═══ Data to examine

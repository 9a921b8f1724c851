//! Tokenizers feeding the encoder towers.
//!
//! A [`Tokenizer`] turns text (or title/text pairs) into id sequences capped
//! at a maximum length; [`TokenBatch`] pads those sequences into the `[B, L]`
//! tensors a tower consumes.
//!
//! Two implementations ship in tree:
//! - [`HfTokenizer`] wraps a HuggingFace `tokenizer.json`
//! - [`HashingTokenizer`] hashes whitespace-separated words into a fixed
//!   vocabulary with xxh64 and needs no files

use std::path::Path;

use candle_core::{Device, Tensor};
use xxhash_rust::xxh64::xxh64;

use crate::error::{EmbeddingError, EmbeddingResult};

/// Padding id. Padded positions also get a zero attention mask.
pub const PAD_TOKEN_ID: u32 = 0;
/// Sequence start marker used by [`HashingTokenizer`].
pub const CLS_TOKEN_ID: u32 = 1;
/// Segment end marker used by [`HashingTokenizer`].
pub const SEP_TOKEN_ID: u32 = 2;

const HASHING_SEED: u64 = 0x6270_725f_746f_6b;
const SPECIAL_TOKENS: u32 = 3;

/// One encoded sequence before padding.
#[derive(Debug, Clone, PartialEq, Eq)]
pub struct TokenizedText {
    pub ids: Vec<u32>,
    pub attention_mask: Vec<u32>,
}

impl TokenizedText {
    fn from_ids(ids: Vec<u32>) -> Self {
        let attention_mask = vec![1; ids.len()];
        Self {
            ids,
            attention_mask,
        }
    }

    pub fn len(&self) -> usize {
        self.ids.len()
    }

    pub fn is_empty(&self) -> bool {
        self.ids.is_empty()
    }

    /// Cap at `max_len` tokens, keeping the final token (the closing
    /// separator) in place.
    fn truncate_keep_last(&mut self, max_len: usize) {
        if self.ids.len() <= max_len || max_len == 0 {
            self.ids.truncate(max_len);
            self.attention_mask.truncate(max_len);
            return;
        }
        let last_id = self.ids[self.ids.len() - 1];
        let last_mask = self.attention_mask[self.attention_mask.len() - 1];
        self.ids.truncate(max_len - 1);
        self.attention_mask.truncate(max_len - 1);
        self.ids.push(last_id);
        self.attention_mask.push(last_mask);
    }
}

/// Padded token batch on a device.
///
/// `input_ids` is `[B, L]` u32, `attention_mask` is `[B, L]` f32 with 1.0 on
/// real tokens and 0.0 on padding.
#[derive(Debug, Clone)]
pub struct TokenBatch {
    pub input_ids: Tensor,
    pub attention_mask: Tensor,
}

impl TokenBatch {
    /// Right-pad `encodings` to the longest one and upload them.
    ///
    /// # Errors
    /// `EmptyInput` when `encodings` is empty.
    pub fn from_encodings(encodings: &[TokenizedText], device: &Device) -> EmbeddingResult<Self> {
        if encodings.is_empty() {
            return Err(EmbeddingError::EmptyInput);
        }
        let batch = encodings.len();
        let seq_len = encodings.iter().map(TokenizedText::len).max().unwrap_or(0).max(1);

        let mut ids = Vec::with_capacity(batch * seq_len);
        let mut mask = Vec::with_capacity(batch * seq_len);
        for enc in encodings {
            ids.extend_from_slice(&enc.ids);
            ids.extend(std::iter::repeat(PAD_TOKEN_ID).take(seq_len - enc.len()));
            mask.extend(enc.attention_mask.iter().map(|&m| m as f32));
            mask.extend(std::iter::repeat(0.0f32).take(seq_len - enc.len()));
        }

        let input_ids = Tensor::from_vec(ids, (batch, seq_len), device).map_err(|e| {
            EmbeddingError::TensorError {
                message: format!("TokenBatch input_ids tensor failed: {}", e),
            }
        })?;
        let attention_mask = Tensor::from_vec(mask, (batch, seq_len), device).map_err(|e| {
            EmbeddingError::TensorError {
                message: format!("TokenBatch attention_mask tensor failed: {}", e),
            }
        })?;

        Ok(Self {
            input_ids,
            attention_mask,
        })
    }

    /// Number of sequences (the leading dimension of `input_ids`).
    pub fn batch_size(&self) -> usize {
        self.input_ids.dims().first().copied().unwrap_or(0)
    }

    /// Padded sequence length.
    pub fn seq_len(&self) -> usize {
        self.input_ids.dims().get(1).copied().unwrap_or(0)
    }
}

/// Text to token ids.
pub trait Tokenizer: Send + Sync {
    /// Encode one text, capped at `max_len` tokens.
    fn encode(&self, text: &str, max_len: usize) -> EmbeddingResult<TokenizedText>;

    /// Encode a `(first, second)` pair, e.g. a passage title and its text.
    fn encode_pair(&self, first: &str, second: &str, max_len: usize)
        -> EmbeddingResult<TokenizedText>;

    fn vocab_size(&self) -> usize;

    fn tokenize(&self, texts: &[&str], max_len: usize, device: &Device) -> EmbeddingResult<TokenBatch> {
        let encodings = texts
            .iter()
            .map(|text| self.encode(text, max_len))
            .collect::<EmbeddingResult<Vec<_>>>()?;
        TokenBatch::from_encodings(&encodings, device)
    }

    fn tokenize_pairs(
        &self,
        pairs: &[(&str, &str)],
        max_len: usize,
        device: &Device,
    ) -> EmbeddingResult<TokenBatch> {
        let encodings = pairs
            .iter()
            .map(|(first, second)| self.encode_pair(first, second, max_len))
            .collect::<EmbeddingResult<Vec<_>>>()?;
        TokenBatch::from_encodings(&encodings, device)
    }

    /// Tokenize passages that may carry a title. With `embed_title` set,
    /// every passage is encoded as the pair `(title, text)`, an absent title
    /// becoming the empty string, so titled and untitled passages share one
    /// framing. Without it only the text is encoded.
    fn tokenize_titled(
        &self,
        passages: &[(Option<&str>, &str)],
        max_len: usize,
        embed_title: bool,
        device: &Device,
    ) -> EmbeddingResult<TokenBatch> {
        if embed_title {
            let pairs: Vec<(&str, &str)> = passages
                .iter()
                .map(|(title, text)| (title.unwrap_or(""), *text))
                .collect();
            return self.tokenize_pairs(&pairs, max_len, device);
        }
        let texts: Vec<&str> = passages.iter().map(|(_, text)| *text).collect();
        self.tokenize(&texts, max_len, device)
    }
}

// ============================================================================
// HUGGINGFACE TOKENIZER
// ============================================================================

/// Wrapper around a `tokenizers::Tokenizer` loaded from `tokenizer.json`.
pub struct HfTokenizer {
    inner: tokenizers::Tokenizer,
}

impl HfTokenizer {
    pub fn from_file(path: impl AsRef<Path>) -> EmbeddingResult<Self> {
        let path = path.as_ref();
        let inner = tokenizers::Tokenizer::from_file(path).map_err(|e| {
            EmbeddingError::TokenizationError {
                message: format!("failed to load tokenizer '{}': {}", path.display(), e),
            }
        })?;
        Ok(Self { inner })
    }

    fn finish(encoding: tokenizers::Encoding, max_len: usize) -> TokenizedText {
        let mut tokenized = TokenizedText {
            ids: encoding.get_ids().to_vec(),
            attention_mask: encoding.get_attention_mask().to_vec(),
        };
        tokenized.truncate_keep_last(max_len);
        tokenized
    }
}

impl Tokenizer for HfTokenizer {
    fn encode(&self, text: &str, max_len: usize) -> EmbeddingResult<TokenizedText> {
        let encoding = self
            .inner
            .encode(text, true)
            .map_err(|e| EmbeddingError::TokenizationError {
                message: format!("HfTokenizer encode failed: {}", e),
            })?;
        Ok(Self::finish(encoding, max_len))
    }

    fn encode_pair(
        &self,
        first: &str,
        second: &str,
        max_len: usize,
    ) -> EmbeddingResult<TokenizedText> {
        let encoding = self
            .inner
            .encode((first, second), true)
            .map_err(|e| EmbeddingError::TokenizationError {
                message: format!("HfTokenizer pair encode failed: {}", e),
            })?;
        Ok(Self::finish(encoding, max_len))
    }

    fn vocab_size(&self) -> usize {
        self.inner.get_vocab_size(true)
    }
}

// ============================================================================
// HASHING TOKENIZER
// ============================================================================

/// Vocabulary-free tokenizer.
///
/// Lowercases, splits on anything that is not alphanumeric, and maps each
/// word to `3 + xxh64(word) % (vocab_size - 3)`. Sequences are framed as
/// `[CLS] words [SEP]` or `[CLS] first [SEP] second [SEP]`.
#[derive(Debug, Clone)]
pub struct HashingTokenizer {
    vocab_size: usize,
}

impl HashingTokenizer {
    /// # Errors
    /// `ConfigError` if `vocab_size` leaves no room beyond the special tokens.
    pub fn new(vocab_size: usize) -> EmbeddingResult<Self> {
        if vocab_size <= SPECIAL_TOKENS as usize {
            return Err(EmbeddingError::config(format!(
                "HashingTokenizer vocab_size must exceed {}, got {}",
                SPECIAL_TOKENS, vocab_size
            )));
        }
        Ok(Self { vocab_size })
    }

    fn word_ids(&self, text: &str) -> Vec<u32> {
        let buckets = (self.vocab_size as u64) - SPECIAL_TOKENS as u64;
        text.split(|c: char| !c.is_alphanumeric())
            .filter(|w| !w.is_empty())
            .map(|w| {
                let word = w.to_lowercase();
                SPECIAL_TOKENS + (xxh64(word.as_bytes(), HASHING_SEED) % buckets) as u32
            })
            .collect()
    }
}

impl Tokenizer for HashingTokenizer {
    fn encode(&self, text: &str, max_len: usize) -> EmbeddingResult<TokenizedText> {
        let mut ids = Vec::with_capacity(max_len);
        ids.push(CLS_TOKEN_ID);
        ids.extend(self.word_ids(text));
        ids.push(SEP_TOKEN_ID);
        let mut tokenized = TokenizedText::from_ids(ids);
        tokenized.truncate_keep_last(max_len);
        Ok(tokenized)
    }

    fn encode_pair(
        &self,
        first: &str,
        second: &str,
        max_len: usize,
    ) -> EmbeddingResult<TokenizedText> {
        let mut a = self.word_ids(first);
        let mut b = self.word_ids(second);

        // Longest-first truncation to fit [CLS] a [SEP] b [SEP].
        let budget = max_len.saturating_sub(3);
        while a.len() + b.len() > budget {
            if a.len() > b.len() {
                a.pop();
            } else {
                b.pop();
            }
        }

        let mut ids = Vec::with_capacity(a.len() + b.len() + 3);
        ids.push(CLS_TOKEN_ID);
        ids.extend(a);
        ids.push(SEP_TOKEN_ID);
        ids.extend(b);
        ids.push(SEP_TOKEN_ID);
        let mut tokenized = TokenizedText::from_ids(ids);
        tokenized.truncate_keep_last(max_len);
        Ok(tokenized)
    }

    fn vocab_size(&self) -> usize {
        self.vocab_size
    }
}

══════

* Work required: Reproduce exactly, please, only the lines from the start of the data above to the line that contains "wraps a HuggingFace", with both ends kept.

* Answer for the task:
repository 9a921b8f1724c851
//! Tokenizers feeding the encoder towers.
//!
//! A [`Tokenizer`] turns text (or title/text pairs) into id sequences capped
//! at a maximum length; [`TokenBatch`] pads those sequences into the `[B, L]`
//! tensors a tower consumes.
//!
//! Two implementations ship in tree:
//! - [`HfTokenizer`] wraps a HuggingFace `tokenizer.json`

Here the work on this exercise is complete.